Music for Chameleons (Barbarians)

  • Category

    Events & Lectures

  • Year

    2016

  • Type

    All Vinyl DJ Set

  • Event

    EVA International Opening Party

  • Curator

    Koyo Kouoh

  • Location

    Milk Market, Limerick, IE.

Still (the) Barbarians is the title of the 2016 edition of Ireland’s biennial of contemporary art curated by Koyo Kouoh, open to the public from 16 April to 17 July. Koyo Kouoh’s curatorial project, addresses artistic, architectural, poetic, and critical positions that interpret how colonialism, which continues to shape our present condition, has had an effect on the psyche, landscape, language, and imagination. Invasive disruptions of social, cultural, religious, and political orders have long been subject matter for artists, writers, filmmakers, architects, scientists, and activists, Still (the) Barbarians: A Symposium will explore how artists respond to postcolonial legacies, while also looking more specifically at the lasting impact that colonialism has had on the Irish language.

Padraic E. Moore Music for Chameleons Photo Miriam O'Connor Courtesy the artist and EVA International

Music for Chameleons is an ongoing project conceived around the conviction that the dance floor can be a zone of experimentation, self-invention, transformation, and communion. An inclusive, interactive happening concerned fundamentally with the politics of pleasure, Music for Chameleons emphasizes music’s capacity to restore an individual’s arcane, perhaps even ‘tribal’ instincts.

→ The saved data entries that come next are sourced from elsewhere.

//! Profile Store Port - Interface for persisting profiles and transcripts.
//!
//! This port defines how user profiles and their session logs are
//! stored and retrieved, supporting both filesystem and in-memory
//! implementations.

use async_trait::async_trait;

use crate::domain::conversation::{ConversationTurn, SessionLog};
use crate::domain::foundation::{
    Dimension, ProfileId, SessionId, Timestamp, ValidationError,
};
use crate::domain::profile::{DimensionResult, UserProfile};

/// Errors that can occur during profile store operations.
///
/// Every store failure maps to exactly one of these; callers never see
/// an unclassified error. The `SerializationFailed`,
/// `DeserializationFailed`, and `Io` variants are storage faults and are
/// not retried by the store - retry policy, if any, belongs to the caller.
#[derive(Debug, thiserror::Error)]
pub enum ProfileStoreError {
    #[error("Profile not found: {0}")]
    NotFound(ProfileId),

    #[error("Session '{session_id}' not found for profile {profile_id}")]
    SessionNotFound {
        profile_id: ProfileId,
        session_id: SessionId,
    },

    #[error("Invalid input: {0}")]
    Validation(#[from] ValidationError),

    #[error("Failed to serialize record: {0}")]
    SerializationFailed(String),

    #[error("Failed to deserialize record: {0}")]
    DeserializationFailed(String),

    #[error("IO error: {0}")]
    Io(String),
}

/// A roster entry describing one stored profile.
#[derive(Debug, Clone, PartialEq, Eq)]
pub struct ProfileRecord {
    pub id: ProfileId,
    pub name: String,
    pub created_at: Timestamp,
}

/// Port for persisting and loading user profiles and session logs.
///
/// The store assumes at most one in-flight mutating call per profile id;
/// concurrent writers to the same id may race on the backing storage.
/// Distinct profile ids are fully independent.
#[async_trait]
pub trait ProfileStore: Send + Sync {
    /// Create a new profile from a display name.
    ///
    /// The name is sanitized before use; all 12 dimension slots start
    /// empty. The record is durable before the call returns.
    ///
    /// # Errors
    /// Returns `Validation` if the name is empty after sanitization.
    async fn create_profile(&self, name: &str) -> Result<UserProfile, ProfileStoreError>;

    /// Load a profile by id.
    ///
    /// # Errors
    /// Returns `NotFound` if no record matches the id.
    async fn get_profile(&self, id: ProfileId) -> Result<UserProfile, ProfileStoreError>;

    /// Record a result for one dimension, write-once.
    ///
    /// If the dimension already holds a result the call is a no-op that
    /// returns the stored profile unchanged. On a real write the
    /// profile's `updated_at` is refreshed before persisting.
    ///
    /// # Errors
    /// Returns `NotFound` if no record matches the id.
    async fn complete_dimension(
        &self,
        id: ProfileId,
        dimension: Dimension,
        result: DimensionResult,
    ) -> Result<UserProfile, ProfileStoreError>;

    /// Append a turn to a session log, creating the log if absent.
    ///
    /// Turns are preserved in append order.
    ///
    /// # Errors
    /// Returns `NotFound` if no record matches the id.
    async fn append_turn(
        &self,
        id: ProfileId,
        session_id: &SessionId,
        turn: ConversationTurn,
    ) -> Result<(), ProfileStoreError>;

    /// Load one session log.
    ///
    /// # Errors
    /// Returns `SessionNotFound` if the profile has no such session.
    async fn load_session(
        &self,
        id: ProfileId,
        session_id: &SessionId,
    ) -> Result<SessionLog, ProfileStoreError>;

    /// Load all session logs for a profile, newest first.
    ///
    /// Returns an empty vec when the profile has no sessions yet.
    ///
    /// # Errors
    /// Returns `NotFound` if no record matches the id.
    async fn list_sessions(&self, id: ProfileId) -> Result<Vec<SessionLog>, ProfileStoreError>;

    /// Check whether a profile exists.
    async fn exists(&self, id: ProfileId) -> Result<bool, ProfileStoreError>;

    /// List all stored profiles, newest first.
    async fn list_profiles(&self) -> Result<Vec<ProfileRecord>, ProfileStoreError>;
}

These (usually nocturnal) events are a celebration of the redemptive transgressive potential of dance music as a sensibility and social-aesthetic practice – are informed by a 1979 article by Richard Dyer, published in Gay Left titled ‘In Defence of Disco’. According to Dyer, it wasn’t just the sexual or ethnic diversity of disco’s artists and audiences that was important, Dyer believed disco reflected the mechanized and material realities of marginalized and minoritized life under capitalism. Moreover, its sound – produced from electronic components such as synthesizers, drum machines, and sequencers – was a liberating agent.

Inasmuch as nightclub dance spaces can serve as rehearsal spaces for modes of being-together that are better, more just, more caring, more fulfilling, or simply less harmful, they are also spaces of utopianism.

This is not to claim all nightclubs are fully realized utopias – far from it – but rather that their dance floors are utopian in spirit: they provide concrete sites for the collective envisioning of a different kind of ‘good life’

– Richard Dyer, ‘In Defence of Disco,’ 1979

For Dyer, the sonic qualities of disco facilitated emotional release; its rhythm and aural textures were imbued with erotic and emotional extremes that permitted escape from the routines of everyday life. The intention behind the happening is not merely to refer to the aesthetics of subversion, transcendence, and reappropriation but to create a communal atmosphere in which these aesthetics become a temporary reality.